(Record extracts)
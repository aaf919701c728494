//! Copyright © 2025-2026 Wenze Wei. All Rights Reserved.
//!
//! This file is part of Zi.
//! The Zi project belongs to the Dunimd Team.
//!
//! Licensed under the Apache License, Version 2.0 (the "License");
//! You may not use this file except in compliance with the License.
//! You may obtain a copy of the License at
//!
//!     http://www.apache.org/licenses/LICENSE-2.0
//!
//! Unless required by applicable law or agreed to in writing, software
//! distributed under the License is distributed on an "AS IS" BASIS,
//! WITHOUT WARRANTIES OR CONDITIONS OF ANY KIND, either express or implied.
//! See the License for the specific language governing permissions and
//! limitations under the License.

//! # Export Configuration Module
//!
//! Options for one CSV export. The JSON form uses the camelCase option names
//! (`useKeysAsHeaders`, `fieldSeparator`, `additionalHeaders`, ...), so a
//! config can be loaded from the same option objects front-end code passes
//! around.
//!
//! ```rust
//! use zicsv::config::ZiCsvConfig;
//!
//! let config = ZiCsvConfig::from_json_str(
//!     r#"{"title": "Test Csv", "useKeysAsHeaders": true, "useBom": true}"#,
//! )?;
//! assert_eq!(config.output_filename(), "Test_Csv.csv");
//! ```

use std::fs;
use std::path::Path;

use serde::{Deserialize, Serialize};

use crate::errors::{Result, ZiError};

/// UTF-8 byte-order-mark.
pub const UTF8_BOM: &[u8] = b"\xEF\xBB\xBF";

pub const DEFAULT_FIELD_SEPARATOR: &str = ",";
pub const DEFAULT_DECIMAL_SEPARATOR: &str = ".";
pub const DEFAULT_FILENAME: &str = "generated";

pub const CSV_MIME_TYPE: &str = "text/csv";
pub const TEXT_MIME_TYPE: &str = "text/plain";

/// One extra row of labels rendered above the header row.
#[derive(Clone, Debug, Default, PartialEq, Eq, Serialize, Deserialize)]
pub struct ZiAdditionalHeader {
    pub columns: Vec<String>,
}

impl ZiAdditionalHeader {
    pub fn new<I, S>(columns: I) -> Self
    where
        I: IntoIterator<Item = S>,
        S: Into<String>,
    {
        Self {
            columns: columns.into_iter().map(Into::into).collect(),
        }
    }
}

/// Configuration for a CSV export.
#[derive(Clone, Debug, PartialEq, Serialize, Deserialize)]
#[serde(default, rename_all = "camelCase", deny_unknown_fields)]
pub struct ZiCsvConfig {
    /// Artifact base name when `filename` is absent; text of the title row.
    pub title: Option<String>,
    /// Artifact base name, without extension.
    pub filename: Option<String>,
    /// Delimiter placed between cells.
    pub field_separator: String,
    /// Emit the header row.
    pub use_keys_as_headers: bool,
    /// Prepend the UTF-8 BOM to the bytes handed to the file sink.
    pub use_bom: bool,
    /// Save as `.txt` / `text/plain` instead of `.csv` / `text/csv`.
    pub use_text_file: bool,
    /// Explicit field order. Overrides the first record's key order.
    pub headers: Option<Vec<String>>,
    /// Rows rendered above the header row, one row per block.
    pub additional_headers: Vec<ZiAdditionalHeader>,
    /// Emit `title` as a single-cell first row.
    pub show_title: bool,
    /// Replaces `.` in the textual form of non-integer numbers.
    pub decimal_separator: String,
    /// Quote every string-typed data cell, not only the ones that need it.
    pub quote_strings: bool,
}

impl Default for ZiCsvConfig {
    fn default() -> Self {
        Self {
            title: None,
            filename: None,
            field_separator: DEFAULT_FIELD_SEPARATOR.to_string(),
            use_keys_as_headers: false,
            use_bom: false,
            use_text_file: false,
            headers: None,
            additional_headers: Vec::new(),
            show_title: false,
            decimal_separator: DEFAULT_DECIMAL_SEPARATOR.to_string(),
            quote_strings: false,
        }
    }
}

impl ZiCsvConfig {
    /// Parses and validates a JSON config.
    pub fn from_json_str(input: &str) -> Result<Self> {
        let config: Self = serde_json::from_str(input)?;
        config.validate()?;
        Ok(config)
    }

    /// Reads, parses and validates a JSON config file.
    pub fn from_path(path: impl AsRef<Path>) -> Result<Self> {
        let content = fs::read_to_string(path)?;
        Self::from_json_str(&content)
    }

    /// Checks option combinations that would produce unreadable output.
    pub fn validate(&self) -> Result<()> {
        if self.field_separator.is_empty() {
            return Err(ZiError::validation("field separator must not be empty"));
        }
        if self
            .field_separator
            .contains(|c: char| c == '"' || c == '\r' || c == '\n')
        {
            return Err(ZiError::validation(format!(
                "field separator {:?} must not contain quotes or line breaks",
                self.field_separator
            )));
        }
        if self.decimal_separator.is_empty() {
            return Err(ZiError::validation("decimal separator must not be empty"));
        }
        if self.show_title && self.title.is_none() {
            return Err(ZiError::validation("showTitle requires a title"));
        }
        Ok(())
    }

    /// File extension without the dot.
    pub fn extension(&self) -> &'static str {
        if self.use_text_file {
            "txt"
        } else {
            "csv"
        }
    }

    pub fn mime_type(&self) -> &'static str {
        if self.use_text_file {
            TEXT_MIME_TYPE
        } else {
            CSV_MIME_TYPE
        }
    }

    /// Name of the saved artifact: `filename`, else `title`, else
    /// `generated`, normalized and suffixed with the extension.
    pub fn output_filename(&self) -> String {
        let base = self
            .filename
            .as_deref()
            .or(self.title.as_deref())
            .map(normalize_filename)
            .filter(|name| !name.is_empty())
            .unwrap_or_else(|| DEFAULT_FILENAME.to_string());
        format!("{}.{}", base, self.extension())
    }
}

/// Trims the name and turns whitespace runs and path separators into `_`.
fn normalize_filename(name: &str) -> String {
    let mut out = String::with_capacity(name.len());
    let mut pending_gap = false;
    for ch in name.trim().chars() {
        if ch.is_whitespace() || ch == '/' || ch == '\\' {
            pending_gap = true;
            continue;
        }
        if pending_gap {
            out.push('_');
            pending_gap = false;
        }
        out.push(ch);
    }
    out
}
(End Record extracts)
(Record extracts)
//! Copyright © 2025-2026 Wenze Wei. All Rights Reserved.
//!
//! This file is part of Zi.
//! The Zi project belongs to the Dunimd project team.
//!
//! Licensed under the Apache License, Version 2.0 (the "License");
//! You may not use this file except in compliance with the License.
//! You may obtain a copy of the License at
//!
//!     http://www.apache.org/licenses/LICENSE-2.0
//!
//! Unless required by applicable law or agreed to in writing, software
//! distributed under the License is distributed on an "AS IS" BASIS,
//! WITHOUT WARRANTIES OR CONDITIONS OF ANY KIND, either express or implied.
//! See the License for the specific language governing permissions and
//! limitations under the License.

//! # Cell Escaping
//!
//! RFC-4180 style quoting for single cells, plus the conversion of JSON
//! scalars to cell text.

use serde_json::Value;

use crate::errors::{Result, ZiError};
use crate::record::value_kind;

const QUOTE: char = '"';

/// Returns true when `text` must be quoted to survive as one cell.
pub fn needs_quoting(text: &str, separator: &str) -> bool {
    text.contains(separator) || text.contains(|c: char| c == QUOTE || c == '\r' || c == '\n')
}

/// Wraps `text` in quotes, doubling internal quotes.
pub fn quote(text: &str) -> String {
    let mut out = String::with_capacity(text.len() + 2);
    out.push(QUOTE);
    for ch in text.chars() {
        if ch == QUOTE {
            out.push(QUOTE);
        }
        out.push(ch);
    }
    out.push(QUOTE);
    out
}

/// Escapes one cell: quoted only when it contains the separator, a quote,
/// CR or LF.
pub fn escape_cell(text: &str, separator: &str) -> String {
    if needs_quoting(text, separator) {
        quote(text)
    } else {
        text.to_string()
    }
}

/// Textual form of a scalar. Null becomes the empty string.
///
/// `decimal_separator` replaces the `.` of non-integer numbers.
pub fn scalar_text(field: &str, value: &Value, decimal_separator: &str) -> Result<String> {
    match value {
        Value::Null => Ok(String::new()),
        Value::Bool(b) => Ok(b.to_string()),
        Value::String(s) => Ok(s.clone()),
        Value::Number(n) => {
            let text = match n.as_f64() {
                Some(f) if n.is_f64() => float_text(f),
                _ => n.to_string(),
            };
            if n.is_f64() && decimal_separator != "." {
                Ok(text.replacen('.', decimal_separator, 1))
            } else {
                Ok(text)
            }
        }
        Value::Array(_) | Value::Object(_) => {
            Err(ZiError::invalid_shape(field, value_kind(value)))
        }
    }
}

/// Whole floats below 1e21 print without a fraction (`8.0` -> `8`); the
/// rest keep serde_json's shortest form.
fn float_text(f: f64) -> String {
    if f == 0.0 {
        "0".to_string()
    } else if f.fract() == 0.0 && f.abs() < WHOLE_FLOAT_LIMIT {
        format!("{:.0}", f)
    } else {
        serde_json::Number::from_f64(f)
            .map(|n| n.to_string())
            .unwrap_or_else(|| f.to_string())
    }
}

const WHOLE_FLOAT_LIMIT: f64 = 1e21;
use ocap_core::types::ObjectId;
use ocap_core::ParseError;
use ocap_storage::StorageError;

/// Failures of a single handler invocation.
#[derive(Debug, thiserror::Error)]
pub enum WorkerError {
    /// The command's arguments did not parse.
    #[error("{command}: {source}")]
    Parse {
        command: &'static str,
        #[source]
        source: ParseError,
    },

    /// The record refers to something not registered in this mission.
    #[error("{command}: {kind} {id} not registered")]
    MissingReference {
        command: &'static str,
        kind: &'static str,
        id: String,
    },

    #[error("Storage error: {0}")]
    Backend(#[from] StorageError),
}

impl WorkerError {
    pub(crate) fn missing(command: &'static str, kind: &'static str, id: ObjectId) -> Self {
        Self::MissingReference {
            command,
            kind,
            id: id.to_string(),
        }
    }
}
(End Record extracts)
(Record extracts)
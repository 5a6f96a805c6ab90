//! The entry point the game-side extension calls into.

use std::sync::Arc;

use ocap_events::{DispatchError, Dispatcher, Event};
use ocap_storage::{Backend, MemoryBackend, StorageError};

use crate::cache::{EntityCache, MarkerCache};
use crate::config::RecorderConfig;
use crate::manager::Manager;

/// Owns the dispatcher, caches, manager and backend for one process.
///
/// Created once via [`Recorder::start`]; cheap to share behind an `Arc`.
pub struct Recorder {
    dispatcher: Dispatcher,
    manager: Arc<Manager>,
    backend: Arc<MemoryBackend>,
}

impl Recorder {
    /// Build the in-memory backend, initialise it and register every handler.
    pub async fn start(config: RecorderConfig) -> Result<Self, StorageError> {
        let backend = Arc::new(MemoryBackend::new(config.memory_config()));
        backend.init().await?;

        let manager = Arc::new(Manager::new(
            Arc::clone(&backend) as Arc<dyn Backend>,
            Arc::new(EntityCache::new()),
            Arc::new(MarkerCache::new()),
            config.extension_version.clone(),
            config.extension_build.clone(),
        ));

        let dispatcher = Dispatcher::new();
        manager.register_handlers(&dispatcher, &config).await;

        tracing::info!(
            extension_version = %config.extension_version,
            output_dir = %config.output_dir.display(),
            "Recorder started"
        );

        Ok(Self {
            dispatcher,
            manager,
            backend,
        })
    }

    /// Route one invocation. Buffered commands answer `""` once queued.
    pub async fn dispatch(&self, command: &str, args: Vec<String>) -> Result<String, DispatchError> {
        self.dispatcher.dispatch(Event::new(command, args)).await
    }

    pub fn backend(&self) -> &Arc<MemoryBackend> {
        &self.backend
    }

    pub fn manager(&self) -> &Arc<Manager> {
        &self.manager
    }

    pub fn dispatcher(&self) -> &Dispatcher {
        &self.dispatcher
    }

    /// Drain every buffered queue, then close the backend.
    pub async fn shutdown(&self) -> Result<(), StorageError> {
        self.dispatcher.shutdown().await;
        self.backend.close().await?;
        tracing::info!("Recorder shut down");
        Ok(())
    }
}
(End Record extracts)
Go through the data and gather every line that holds "static".

    pub fn extension(&self) -> &'static str {
    pub fn mime_type(&self) -> &'static str {
        command: &'static str,
        command: &'static str,
        kind: &'static str,
    pub(crate) fn missing(command: &'static str, kind: &'static str, id: ObjectId) -> Self {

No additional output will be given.